(DATA LISTING)

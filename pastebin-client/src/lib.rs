//! Pastebin Client Library
//!
//! This library wraps the pastebin.com web service: raw paste text, the public
//! archive, the scraping API, and the developer API for creating and managing
//! pastes.
//!
//! # Features
//!
//! - `blocking` (default): [`Pastebin`], built on `reqwest::blocking`
//! - `async` (default): [`AsyncPastebin`], built on async `reqwest`
//! - Schema-less [`PasteRecord`]s that keep every field the service reports
//! - Secure TLS using rustls (no OpenSSL dependencies)
//! - API keys zeroized on drop and redacted from `Debug` output
//! - Well-typed errors using thiserror, request logging through `tracing`
//!
//! # Example
//!
//! ```no_run
//! use pastebin_client::{NewPaste, Pastebin, RecentPastes};
//!
//! # fn main() -> Result<(), Box<dyn std::error::Error>> {
//! let mut client = Pastebin::with_dev_key("your_dev_key")?;
//!
//! // Raw text of a public paste
//! let text = client.get_raw_paste("0b42rwhf")?;
//!
//! // Most recent pastes from the scraping API
//! for paste in client.get_recent_pastes(&RecentPastes::new().limit(5))? {
//!     println!("{:?} {:?}", paste.key(), paste.title());
//! }
//!
//! // Post as a user
//! client.authenticate("username", "password")?;
//! let url = client.create_paste(&NewPaste::new(text).with_format("rust"))?;
//! println!("{}", url);
//! # Ok(())
//! # }
//! ```

#[cfg(feature = "async")]
mod async_client;
#[cfg(feature = "blocking")]
mod client;
mod config;
mod error;
mod options;
mod parser;
mod record;
mod request;
mod user;

#[cfg(feature = "async")]
pub use async_client::{AsyncPastebin, AsyncPastebinBuilder};
#[cfg(feature = "blocking")]
pub use client::{Pastebin, PastebinBuilder};
pub use error::PastebinError;
pub use options::{DEFAULT_LIMIT, Expiration, NewPaste, RecentPastes, Visibility};
pub use record::{KEY_FIELD, PasteRecord};
pub use request::{DEFAULT_BASE_URL, DEFAULT_SCRAPE_URL};
pub use user::{AccountType, UserRecord};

(End DATA LISTING)

▶ [PROBLEM DETAILS] Return the full listing, character for character.

▶ [SOLVED EXERCISE]
filename pastebin-client/src/lib.rs
//! Pastebin Client Library
//!
//! This library wraps the pastebin.com web service: raw paste text, the public
//! archive, the scraping API, and the developer API for creating and managing
//! pastes.
//!
//! # Features
//!
//! - `blocking` (default): [`Pastebin`], built on `reqwest::blocking`
//! - `async` (default): [`AsyncPastebin`], built on async `reqwest`
//! - Schema-less [`PasteRecord`]s that keep every field the service reports
//! - Secure TLS using rustls (no OpenSSL dependencies)
//! - API keys zeroized on drop and redacted from `Debug` output
//! - Well-typed errors using thiserror, request logging through `tracing`
//!
//! # Example
//!
//! ```no_run
//! use pastebin_client::{NewPaste, Pastebin, RecentPastes};
//!
//! # fn main() -> Result<(), Box<dyn std::error::Error>> {
//! let mut client = Pastebin::with_dev_key("your_dev_key")?;
//!
//! // Raw text of a public paste
//! let text = client.get_raw_paste("0b42rwhf")?;
//!
//! // Most recent pastes from the scraping API
//! for paste in client.get_recent_pastes(&RecentPastes::new().limit(5))? {
//!     println!("{:?} {:?}", paste.key(), paste.title());
//! }
//!
//! // Post as a user
//! client.authenticate("username", "password")?;
//! let url = client.create_paste(&NewPaste::new(text).with_format("rust"))?;
//! println!("{}", url);
//! # Ok(())
//! # }
//! ```

#[cfg(feature = "async")]
mod async_client;
#[cfg(feature = "blocking")]
mod client;
mod config;
mod error;
mod options;
mod parser;
mod record;
mod request;
mod user;

#[cfg(feature = "async")]
pub use async_client::{AsyncPastebin, AsyncPastebinBuilder};
#[cfg(feature = "blocking")]
pub use client::{Pastebin, PastebinBuilder};
pub use error::PastebinError;
pub use options::{DEFAULT_LIMIT, Expiration, NewPaste, RecentPastes, Visibility};
pub use record::{KEY_FIELD, PasteRecord};
pub use request::{DEFAULT_BASE_URL, DEFAULT_SCRAPE_URL};
pub use user::{AccountType, UserRecord};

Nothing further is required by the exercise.